“It’s déjà vu all over again”: Tanvir v. Holder — The Latest No Fly List Case
On Tuesday, attorneys for the Center for Constitutional Rights, the CLEAR Project, and Debevoise & Plimpton filed a First Amended Complaint in the latest federal lawsuit to challenge the No Fly List. The case is captioned Tanvir v. Holder. The lawsuit, filed in the United States District Court for the Southern District of New York, seeks declaratory, injunctive, and monetary relief under the APA, Religious Freedom Restoration Act (RFRA), and Bivens. There are four causes of action — (1) Retaliation in Violation of Plaintiffs’ First Amendment Rights, (2) Violation of RFRA, (3) Violation of Procedural Due Process under the Fifth Amendment, and (4) Unlawful agency action under the APA.
That is all a rather technical way of expressing the headline-grabbing — but not particularly new — allegation at the heart of the case. What is new about this case is the depth of detail in the 58-page, 228-paragraph newly amended complaint. The plaintiffs allege that the FBI used the No Fly List as a crude tool of coercion to try to press them to become informants in Muslim communities. The four plaintiffs are a United States Citizen and three Lawful Permanent Residents. All four plaintiffs identify themselves as Muslims. And each tells a similar story of catch-and-release pressure by FBI agents who wanted them to become informants or agents provocateurs against members of their religious communities. In addition to naming Attorney General Eric Holder, FBI Director James Comey, Terrorist Screening Center Director Christopher Piehota, and DHS Secretary Jeh Johnson as defendants, the plaintiffs also include twenty-four FBI agents and one DHS agent either by full name, partial name, or “John Doe” reference.

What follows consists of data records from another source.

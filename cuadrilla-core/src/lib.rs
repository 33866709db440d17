//! cuadrilla-core
//!
//! Shared agenda, member engagement (XP, levels, lives), newcomer
//! verification, the daily debate and the word game for a single group
//! chat. The chat platform and the language model are reached only through
//! the traits in [`platform`].

pub mod agenda;
pub mod app;
pub mod clock;
pub mod config;
pub mod debate;
pub mod error;
pub mod ledger;
pub mod leveling;
pub mod member;
pub mod pipeline;
pub mod platform;
pub mod scheduler;
pub mod store;
pub mod sweep;
pub mod testing;
pub mod tools;
pub mod verification;
pub mod word_game;

pub use error::{CollaboratorError, CoreError, CoreResult};
pub use member::{ChatId, MemberId, MemberRef, MessageId};
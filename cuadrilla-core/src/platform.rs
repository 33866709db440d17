//! Seams to the outside world. The chat platform and the language model
//! implement these; the core only ever talks through them.

use async_trait::async_trait;
use serde::{Deserialize, Serialize};

use crate::error::CollaboratorError;
use crate::member::{ChatId, MemberId, MemberRef, MessageId};

pub type CollaboratorResult<T> = Result<T, CollaboratorError>;

#[derive(Debug, Clone, Copy, PartialEq, Eq, Serialize, Deserialize)]
#[serde(rename_all = "snake_case")]
pub enum MemberRole {
    Owner,
    Administrator,
    Member,
    Restricted,
    Left,
    Banned,
}

impl MemberRole {
    pub fn is_admin(self) -> bool {
        matches!(self, Self::Owner | Self::Administrator)
    }
}

/// Inline button attached to an outgoing message.
#[derive(Debug, Clone, PartialEq, Eq, Serialize)]
pub struct Button {
    pub label: String,
    pub payload: String,
}

impl Button {
    pub fn new(label: impl Into<String>, payload: impl Into<String>) -> Self {
        Self {
            label: label.into(),
            payload: payload.into(),
        }
    }
}

/// Rows of buttons.
pub type Keyboard = Vec<Vec<Button>>;

#[async_trait]
pub trait NotificationChannel: Send + Sync {
    /// Private message to a member. Callers treat failure as non-fatal.
    async fn send_direct_message(&self, member_id: MemberId, text: &str) -> CollaboratorResult<()>;

    async fn send_message(
        &self,
        chat_id: ChatId,
        text: &str,
        keyboard: Option<&Keyboard>,
    ) -> CollaboratorResult<MessageId>;

    async fn pin_message(&self, chat_id: ChatId, message_id: MessageId) -> CollaboratorResult<()>;

    async fn unpin_message(&self, chat_id: ChatId, message_id: MessageId) -> CollaboratorResult<()>;
}

#[async_trait]
pub trait MembershipControl: Send + Sync {
    async fn remove_member(&self, group_id: ChatId, member_id: MemberId) -> CollaboratorResult<()>;

    async fn unban_member(&self, group_id: ChatId, member_id: MemberId) -> CollaboratorResult<()>;

    async fn get_member_role(&self, group_id: ChatId, member_id: MemberId) -> CollaboratorResult<MemberRole>;
}

/// Decides whether a newcomer's message counts as an introduction.
#[async_trait]
pub trait IntroductionJudge: Send + Sync {
    async fn is_acceptable_introduction(&self, member: &MemberRef, text: &str) -> CollaboratorResult<bool>;
}

/// Produces the daily discussion prompt.
#[async_trait]
pub trait TopicSource: Send + Sync {
    async fn generate_topic(&self) -> CollaboratorResult<String>;
}

/// Free-form question answering with access to the agenda tools.
#[async_trait]
pub trait Assistant: Send + Sync {
    async fn respond(&self, member: &MemberRef, prompt: &str) -> CollaboratorResult<String>;
}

The First Amended Complaint may be read here. The lawsuit has been assigned to Judge Ronnie Abrams. The Government’s response is due June 23. I think a motion to dismiss, rather than an answer, is a fairly safe prediction. More interesting, although a bit more inside baseball, will be whether an AUSA from the U.S. Attorney’s Office for the Southern District of New York runs the case (as the docket currently indicates) or attorneys from the Department of Justice in Washington D.C. take it over. The Southern District has historically been fairly autonomous from Main Justice with regard to its cases, successfully resisting such takeovers. But the Justice Department’s Federal Programs Branch (a part of the Civil Division) has developed a cadre of attorneys with experience in No Fly List cases, including most recently both Latif v. Holder (in Oregon) and Ibrahim v. DHS (in California). (Full disclosure: I served as a testifying expert for the plaintiff in Ibrahim in 2013 and served as a trial attorney in Federal Programs Branch from October 2003 to April 2006, although I had no exposure there to any No Fly List cases.)